» EXERCISE AIM: The required result is every line of the records that includes "Deserialize".

----------------

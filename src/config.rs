use crate::errors::{GridSightError, GridSightResult};
use crate::pathfinding::{SearchConfig, TraversalConfig};
use serde::{Deserialize, Serialize};
use std::fs;
use std::path::{Path, PathBuf};

pub mod range_types;

/// Everything the tools read from `config.toml`
#[derive(Debug, Clone, Default, PartialEq, Serialize, Deserialize)]
#[serde(default)]
pub struct GridSightConfig {
    pub traversal: TraversalConfig,
    pub search: SearchConfig,
}

pub fn get_config_path() -> Option<PathBuf> {
    dirs::config_dir().and_then(|mut path| {
        path.push("gridsight");
        fs::create_dir_all(&path).ok()?;
        path.push("config.toml");
        Some(path)
    })
}

/// Load the user's configuration, falling back to defaults when it is missing or unreadable
pub fn load_config() -> GridSightConfig {
    if let Some(config_path) = get_config_path() {
        if let Ok(config) = load_config_from(&config_path) {
            return config;
        }
    }
    GridSightConfig::default()
}

pub fn load_config_from<P: AsRef<Path>>(path: P) -> GridSightResult<GridSightConfig> {
    let contents = fs::read_to_string(path)?;
    Ok(toml::from_str(&contents)?)
}

pub fn save_config(config: &GridSightConfig) -> GridSightResult<()> {
    let config_path = get_config_path().ok_or(GridSightError::ConfigDirNotFound)?;
    save_config_to(config, config_path)
}

pub fn save_config_to<P: AsRef<Path>>(config: &GridSightConfig, path: P) -> GridSightResult<()> {
    let contents = toml::to_string_pretty(config)?;
    fs::write(path, contents)?;
    Ok(())
}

----------------

» ANSWER BELOW:
use serde::{Deserialize, Serialize};
#[derive(Debug, Clone, Default, PartialEq, Serialize, Deserialize)]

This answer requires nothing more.